About Bruce Williams

The visual arts have been an integral part of Bruce Williams’ life since he was a child. This early exposure to art has mediated his education, both as an artist and as a researcher and critic of the visual image.

Williams was born and raised in Great Falls, Montana, where the local Carnegie library had an impressive collection of art books that his mother checked out for him when he was but a child of seven or eight. Williams contemplated these images, and his destiny was sealed.  As a child and a youth, he studied painting and mainly concentratef on traditional landscapes.

Williams’ university education focused initially on French and German literature, and he earned a B.A, in the two fields and an M.A, in Germanic Languages and Literatures from the University of Pennsylvania. He also studied in Paris, where he immersed himself in the 1920s avant-garde He was awarded a Fulbright Grant to São Paulo, Brazil, and this experience was transformative. In Brazil, Williams focused his research on the visual arts, specifically cinema and concrete poetry. He developed a passion for experimental film, both of the silent era and the dynamic movements of the Sixties and Seventies.  
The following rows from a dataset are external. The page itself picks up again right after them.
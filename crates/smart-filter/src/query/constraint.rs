//! Backend-neutral constraint recording.

use serde::Serialize;

use super::{DateComparison, FilterQuery};
use crate::filter::FilterValue;

/// One constraint added by the applicator.
#[derive(Debug, Clone, PartialEq, Serialize)]
#[serde(tag = "type", rename_all = "snake_case")]
pub enum Constraint {
    Equals {
        column: String,
        value: FilterValue,
    },
    Like {
        column: String,
        needle: FilterValue,
    },
    Between {
        column: String,
        low: FilterValue,
        high: FilterValue,
    },
    DateCompare {
        column: String,
        #[serde(serialize_with = "serialize_comparison")]
        comparison: DateComparison,
        value: FilterValue,
    },
    Exists {
        relation: String,
        table: Option<String>,
        constraints: Vec<Constraint>,
    },
}

fn serialize_comparison<S: serde::Serializer>(
    comparison: &DateComparison,
    serializer: S,
) -> Result<S::Ok, S::Error> {
    serializer.serialize_str(match comparison {
        DateComparison::AtLeast => ">=",
        DateComparison::AtMost => "<=",
    })
}

/// Records constraints instead of building SQL.
///
/// Useful for translating filters onto a store SeaQuery does not cover, and
/// for inspecting exactly what a filter map produces.
#[derive(Debug, Clone, Default, PartialEq, Serialize)]
#[serde(transparent)]
pub struct ConstraintSet {
    constraints: Vec<Constraint>,
}

impl ConstraintSet {
    pub fn new() -> Self {
        Self::default()
    }

    pub fn constraints(&self) -> &[Constraint] {
        &self.constraints
    }

    pub fn into_constraints(self) -> Vec<Constraint> {
        self.constraints
    }

    pub fn len(&self) -> usize {
        self.constraints.len()
    }

    pub fn is_empty(&self) -> bool {
        self.constraints.is_empty()
    }
}

impl FilterQuery for ConstraintSet {
    fn where_equals(&mut self, column: &str, value: &FilterValue) {
        self.constraints.push(Constraint::Equals {
            column: column.to_string(),
            value: value.clone(),
        });
    }

    fn where_like(&mut self, column: &str, needle: &FilterValue) {
        self.constraints.push(Constraint::Like {
            column: column.to_string(),
            needle: needle.clone(),
        });
    }

    fn where_between(&mut self, column: &str, low: &FilterValue, high: &FilterValue) {
        self.constraints.push(Constraint::Between {
            column: column.to_string(),
            low: low.clone(),
            high: high.clone(),
        });
    }

    fn where_date(&mut self, column: &str, comparison: DateComparison, value: &FilterValue) {
        self.constraints.push(Constraint::DateCompare {
            column: column.to_string(),
            comparison,
            value: value.clone(),
        });
    }

    fn where_has<F>(&mut self, relation: &str, table: Option<&str>, scope: F)
    where
        F: FnOnce(&mut Self),
    {
        let mut nested = ConstraintSet::new();
        scope(&mut nested);
        self.constraints.push(Constraint::Exists {
            relation: relation.to_string(),
            table: table.map(str::to_string),
            constraints: nested.constraints,
        });
    }
}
Following his doctorate at UCLA, in which his research focus was Brazilian cinema, he became a Professor of Cultural Studies at the William Paterson University of New Jersey in metropolitan New York City.  During the better part of his career here, he has conducted extensive research on international cinema and has taught a wide range of related cultural topics. Nonetheless, Williams has published on other visual arts, and these studies were instrumental in his return to painting after a hiatus, during which he honed his observational and analytical skills.

A few years ago, Williams re-engaged with painting passionately. He knew that abstract art was what he loved the most.  His painting has been inspired by his extensive world travels, and he has grown especially indebted to German expressionism, Soviet constructivism, the Brazilian avant-garde, and the contemporary arts scene of Eastern Europe, particularly of Albania, which he considers to be his second home and where he has taught frequent master classes at the Marubi Academy of Film and Multimedia.

Williams’ paintings are a testament to the breadth of life experience that he has accumulated. They convey his innermost sensations, many of which come as surprises to him when he paints! He now contributes to the international dialogue of emotion and feeling that abstract art fosters and which he has studied and analyzed for a lifetime.


bruce@brucewlliamsart.art

Artist’s Statement

Abstract art uncovers the interior life of the artist, probing and exploring many layers, often hidden, of a personal reality. It is a voyage of discovery. Yet, this also speaks to the life of the artist’s viewers, who travel on another voyage of exploration. Through their interaction with a work of abstract art, viewers delve into themselves and uncover new levels of perception and intuition.

Abstract art fosters a dynamic dialogue between the artist and the viewer, a dialogue in which there are no judgments or preconceived notions of the world around us.